Update Date: Source: Network

summary

Demyelination refers to the damage of myelin sheath after the formation of myelin sheath. Demyelinating diseases are characterized by demyelination of nerve sheath and relatively light involvement of neuronal inclusions and axons, including hereditary and acquired diseases. Hereditary demyelinating disease mainly refers to leukodystrophy, especially in children. Acquired demyelinating diseases can be divided into central demyelinating diseases and peripheral demyelinating diseases. Acute and chronic inflammatory demyelinating polyneuropathy are the most representative of peripheral demyelinating diseases. Central demyelinating diseases include multiple sclerosis and acute disseminated encephalomyelitis.
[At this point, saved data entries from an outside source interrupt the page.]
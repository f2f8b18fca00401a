//! Editing session for one selection: stores, gestures, history ordering and save flow.

pub mod gesture;
pub mod history;
pub mod layout;
pub mod overrides;
mod session;
pub mod text_lines;
pub mod viewport;

use thiserror::Error;

use crate::bridge::SelectionKey;
use crate::state::{SessionPhase, StateError};
use overrides::OverrideError;

pub use history::{HistoryAction, HistoryDomain, SnapshotHistory};
pub use layout::StageLayout;
pub use session::{EditorSession, LoadFailure};
pub use viewport::{ViewState, ViewportController};

#[derive(Debug, Error)]
pub enum SessionError {
    #[error("no selection is open")]
    NoSelection,
    #[error("editing is unavailable while the session is {phase:?}")]
    EditingDisabled { phase: SessionPhase },
    #[error("response for {received} arrived after the selection changed")]
    StaleResponse { received: SelectionKey },
    #[error("no save is in flight")]
    NoSaveInFlight,
    #[error(transparent)]
    State(#[from] StateError),
    #[error(transparent)]
    Override(#[from] OverrideError),
}

pub type SessionResult<T> = std::result::Result<T, SessionError>;
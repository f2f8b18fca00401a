pub mod error;
pub mod event;
pub mod machine;
pub mod model;

pub use error::{StateError, StateResult};
pub use event::{SessionEvent, StateTransition};
pub use machine::StateMachine;
pub use model::SessionPhase;
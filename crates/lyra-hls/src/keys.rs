//! Decryption-key store.
//!
//! Keys are small fixed-size payloads addressed by an opaque caller-supplied
//! identifier; the store reuses the disk cache's LRU/TTL machinery with much
//! smaller default capacity than the playlist cache.

use std::sync::Arc;
use std::time::Duration;

use bytes::Bytes;
use lyra_cache::{CacheOptions, CacheStatistics, DiskCache, SweepStats};
use tracing::debug;

use crate::error::{HlsError, HlsResult};

/// Context handed to a [`KeyProcessor`] alongside the raw key bytes.
#[derive(Debug, Clone)]
pub struct KeyContext {
    /// The identifier the key is stored under.
    pub identifier: String,
}

/// Callback for transforming raw key bytes before they are persisted
/// (e.g. stripping a server-side wrapping).
pub type KeyProcessor = Arc<dyn Fn(Bytes, &KeyContext) -> HlsResult<Bytes> + Send + Sync>;

/// Identifier-keyed store for decryption keys.
pub struct KeyStore {
    cache: DiskCache,
    processor: Option<KeyProcessor>,
}

impl KeyStore {
    /// Open a key store with the given cache options.
    pub fn open(options: CacheOptions) -> HlsResult<Self> {
        Ok(KeyStore {
            cache: DiskCache::open(options)?,
            processor: None,
        })
    }

    /// Default limits for key payloads: few entries, tiny size budget,
    /// long TTL (keys outlive the playlists they unlock).
    pub fn default_options() -> CacheOptions {
        CacheOptions::default()
            .with_max_entries(256)
            .with_max_total_bytes(1024 * 1024)
            .with_ttl(Duration::from_secs(12 * 60 * 60))
    }

    /// Install a key-processing hook applied before persisting.
    pub fn with_processor(mut self, processor: KeyProcessor) -> Self {
        self.processor = Some(processor);
        self
    }

    /// Persist key bytes under `identifier`, applying the processor hook
    /// if one is installed.
    pub fn store_key(&self, identifier: &str, key: &[u8]) -> HlsResult<()> {
        let bytes = match &self.processor {
            Some(processor) => {
                let context = KeyContext {
                    identifier: identifier.to_string(),
                };
                processor(Bytes::copy_from_slice(key), &context)?
            }
            None => Bytes::copy_from_slice(key),
        };

        self.cache.put(identifier, &bytes)?;
        debug!(identifier, len = bytes.len(), "stored decryption key");
        Ok(())
    }

    /// Load the key stored under `identifier`, if present and fresh.
    pub fn load_key(&self, identifier: &str) -> HlsResult<Option<Bytes>> {
        Ok(self.cache.get(identifier)?.map(Bytes::from))
    }

    /// True iff a fresh key exists for `identifier`.
    pub fn is_valid(&self, identifier: &str) -> bool {
        self.cache.is_valid(identifier)
    }

    /// Remove expired keys.
    pub fn invalidate_expired(&self) -> HlsResult<SweepStats> {
        Ok(self.cache.invalidate_expired()?)
    }

    /// Remove all keys and reset statistics.
    pub fn clear(&self) -> HlsResult<()> {
        Ok(self.cache.clear()?)
    }

    /// Usage and accounting snapshot.
    pub fn statistics(&self) -> CacheStatistics {
        self.cache.statistics()
    }
}

#[cfg(test)]
mod tests {
    use super::*;

    fn temp_store() -> KeyStore {
        let dir = std::env::temp_dir().join(format!("lyra-keys-test-{}", uuid::Uuid::new_v4()));
        KeyStore::open(KeyStore::default_options().with_root_dir(dir)).unwrap()
    }

    #[test]
    fn store_and_load_round_trip() {
        let store = temp_store();

        store.store_key("asset-1/key-0", &[0x11; 16]).unwrap();
        let loaded = store.load_key("asset-1/key-0").unwrap().unwrap();

        assert_eq!(loaded.as_ref(), &[0x11; 16]);
        assert_eq!(store.statistics().hit_count, 1);

        store.clear().unwrap();
    }

    #[test]
    fn missing_identifier_is_a_miss() {
        let store = temp_store();

        assert!(store.load_key("nope").unwrap().is_none());
        assert_eq!(store.statistics().miss_count, 1);

        store.clear().unwrap();
    }

    #[test]
    fn processor_transforms_key_before_persisting() {
        let store = temp_store().with_processor(Arc::new(|bytes, context| {
            assert_eq!(context.identifier, "id");
            let flipped: Vec<u8> = bytes.iter().map(|b| b ^ 0xFF).collect();
            Ok(Bytes::from(flipped))
        }));

        store.store_key("id", &[0x0F; 4]).unwrap();
        let loaded = store.load_key("id").unwrap().unwrap();

        assert_eq!(loaded.as_ref(), &[0xF0; 4]);

        store.clear().unwrap();
    }

    #[test]
    fn processor_failure_stores_nothing() {
        let store = temp_store().with_processor(Arc::new(|_, _| {
            Err(HlsError::KeyProcessing("bad wrapping".to_string()))
        }));

        assert!(store.store_key("id", &[1, 2, 3]).is_err());
        assert_eq!(store.statistics().entry_count, 0);

        store.clear().unwrap();
    }
}
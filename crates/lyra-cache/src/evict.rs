//! Eviction policy for cache entries.

use crate::EntryState;

/// Determines which entries to evict when capacity is exceeded.
pub trait EvictionPolicy {
    /// Sort entries by eviction priority (first = most evictable).
    fn sort_by_priority(&self, entries: &mut Vec<(String, EntryState)>);
}

/// Least-recently-used policy: oldest `last_access_ms` first, ties broken
/// by oldest `created_ms`.
pub struct LruPolicy;

impl EvictionPolicy for LruPolicy {
    fn sort_by_priority(&self, entries: &mut Vec<(String, EntryState)>) {
        entries.sort_by_key(|(_, state)| (state.last_access_ms, state.created_ms));
    }
}
//! Parsed playlist value types.
//!
//! These are pure data, immutable after parsing completes; the parser in
//! [`crate::parsing`] is the only producer.

use std::collections::HashMap;
use std::time::Duration;

use crate::quality::QualityLevel;

/// Decryption parameters from an `#EXT-X-KEY` tag.
#[derive(Debug, Clone, PartialEq, Eq)]
pub struct EncryptionInfo {
    /// The encryption method, e.g. `"AES-128"` or `"NONE"`.
    pub method: String,
    /// Key URI, resolved against the playlist's base URL.
    pub uri: String,
    /// Initialization vector as a hex string, if specified.
    pub iv: Option<String>,
    /// Key format, e.g. `"identity"`.
    pub key_format: String,
}

/// One media segment entry.
#[derive(Debug, Clone, PartialEq)]
pub struct SegmentInfo {
    /// Duration from the `#EXTINF` tag.
    pub duration: Duration,
    /// Absolute segment URL, resolved against the base URL.
    pub url: String,
    /// Media sequence number (declared sequence + emission index).
    pub sequence: u64,
}

/// Declared playlist type.
#[derive(Debug, Clone, Copy, PartialEq, Eq, Default)]
pub enum PlaylistType {
    Vod,
    Live,
    #[default]
    Unspecified,
}

/// Parsed media playlist.
#[derive(Debug, Clone, PartialEq)]
pub struct MediaPlaylist {
    pub version: u32,
    pub target_duration: Duration,
    pub playlist_type: PlaylistType,
    /// Encryption context for the playlist's segments.
    ///
    /// A single context per playlist: when `#EXT-X-KEY` appears more than
    /// once, the last one wins. Mid-stream key rotation is intentionally
    /// not representable; key-request handling assumes one key context
    /// per playlist.
    pub encryption: Option<EncryptionInfo>,
    /// Segments in source order.
    pub segments: Vec<SegmentInfo>,
    /// True iff `#EXT-X-ENDLIST` was seen.
    pub end_list: bool,
}

impl MediaPlaylist {
    /// Sum of all segment durations. Recomputed on every call.
    pub fn total_duration(&self) -> Duration {
        self.segments.iter().map(|s| s.duration).sum()
    }
}

/// One variant stream entry from a master playlist.
#[derive(Debug, Clone, PartialEq)]
pub struct StreamInfo {
    /// Peak bandwidth in bits per second.
    pub bandwidth: u64,
    /// Average bandwidth in bits per second (0 when absent).
    pub average_bandwidth: u64,
    /// Raw `CODECS` attribute value.
    pub codecs: String,
    /// Raw `RESOLUTION` attribute value, e.g. `"1920x1080"`.
    pub resolution: String,
    /// Width parsed from `resolution`; 0 when absent or malformed.
    pub width: u32,
    /// Height parsed from `resolution`; 0 when absent or malformed.
    pub height: u32,
    /// Frame rate (0.0 when absent).
    pub frame_rate: f64,
    /// Raw `CLOSED-CAPTIONS` attribute value.
    pub closed_captions: String,
    /// Absolute media-playlist URL for this variant.
    pub url: String,
}

impl StreamInfo {
    /// Quality tier derived from the stream's height.
    ///
    /// Unknown height (0) maps to the lowest tier as a conservative
    /// default rather than erroring.
    pub fn quality_level(&self) -> QualityLevel {
        QualityLevel::from_height(self.height)
    }
}

/// Parse a `WxH` resolution attribute into `(width, height)`.
///
/// Returns `(0, 0)` for absent or malformed input; selection logic treats
/// that as "unknown".
pub(crate) fn parse_resolution(resolution: &str) -> (u32, u32) {
    let mut parts = resolution.splitn(2, ['x', 'X']);
    let width = parts.next().and_then(|w| w.trim().parse::<u32>().ok());
    let height = parts.next().and_then(|h| h.trim().parse::<u32>().ok());
    match (width, height) {
        (Some(w), Some(h)) => (w, h),
        _ => (0, 0),
    }
}

/// Parsed master playlist.
#[derive(Debug, Clone, PartialEq, Default)]
pub struct MasterPlaylist {
    pub version: u32,
    /// Variant streams in appearance order.
    pub streams: Vec<StreamInfo>,
    /// Unrecognized master-level `#EXT-X-<NAME>:<value>` tags, keyed by
    /// `<NAME>`. Open extension point with no fixed schema.
    pub metadata: HashMap<String, String>,
    /// True iff `#EXT-X-INDEPENDENT-SEGMENTS` was seen.
    pub has_independent_segments: bool,
}

#[cfg(test)]
mod tests {
    use super::*;

    #[test]
    fn parse_resolution_handles_well_formed_input() {
        assert_eq!(parse_resolution("1920x1080"), (1920, 1080));
        assert_eq!(parse_resolution("1280X720"), (1280, 720));
    }

    #[test]
    fn parse_resolution_is_zero_for_malformed_input() {
        assert_eq!(parse_resolution(""), (0, 0));
        assert_eq!(parse_resolution("1920"), (0, 0));
        assert_eq!(parse_resolution("widexhigh"), (0, 0));
        assert_eq!(parse_resolution("1920x"), (0, 0));
    }

    #[test]
    fn total_duration_is_sum_of_segments() {
        let playlist = MediaPlaylist {
            version: 3,
            target_duration: Duration::from_secs(10),
            playlist_type: PlaylistType::Vod,
            encryption: None,
            segments: vec![
                SegmentInfo {
                    duration: Duration::from_secs_f64(9.009),
                    url: "a.ts".into(),
                    sequence: 0,
                },
                SegmentInfo {
                    duration: Duration::from_secs_f64(8.341),
                    url: "b.ts".into(),
                    sequence: 1,
                },
            ],
            end_list: true,
        };

        let total = playlist.total_duration().as_secs_f64();
        assert!((total - 17.35).abs() < 1e-9);
    }

    #[test]
    fn total_duration_is_zero_for_empty_playlist() {
        let playlist = MediaPlaylist {
            version: 3,
            target_duration: Duration::ZERO,
            playlist_type: PlaylistType::Unspecified,
            encryption: None,
            segments: Vec::new(),
            end_list: false,
        };
        assert_eq!(playlist.total_duration(), Duration::ZERO);
    }
}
Intracranial demyelination? Let's talk about it

Intracranial demyelination?

Acute disseminated encephalomyelitis: mainly occurs in children and young adults, sporadic cases are more common. Most of the patients had acute onset 1-2 weeks after infection or vaccination. Encephalomyelitis usually appears 2-4 days after the rash, often manifested as the macular is disappearing, when the symptoms are improving, suddenly high fever occurs again, accompanied by headache, fatigue, body aches, severe convulsions and disturbance of consciousness. Hemiplegia, hemiblindness, visual impairment and ataxia are also common.

Acute inflammatory demyelinating polyneuropathy: it can be found at any age. The incidence rate of men and women is similar. Most patients have symptoms of respiratory or gastrointestinal tract infection. The first symptom was symmetric weakness of the distal extremities, which quickly aggravated and developed to the proximal extremities. Severe respiratory paralysis. Flaccid paralysis. Sensory disturbance was manifested as paresthesia of distal limbs and glove and sock like hypoesthesia. Muscles may have tenderness. Bilateral nerve palsy is the most common.

Chronic inflammatory demyelinating polyneuropathy: onset at any age, mostly in middle-aged men. There was no history of prodromal infection, and the main manifestation was peripheral neuropathy with sensory and motor involvement. Physical examination showed decreased muscle strength, decreased muscle tension, disappearance of antireflection and peripheral hypoesthesia.

matters needing attention

Treatment methods include immunosuppressive agents, intravenous IgG, plasma exchange, and dexamethasone or methylprednisolone. Strengthen nursing and early rehabilitation treatment during bed rest. To keep the airway unobstructed, tracheotomy or ventilator assisted breathing should be performed early if necessary.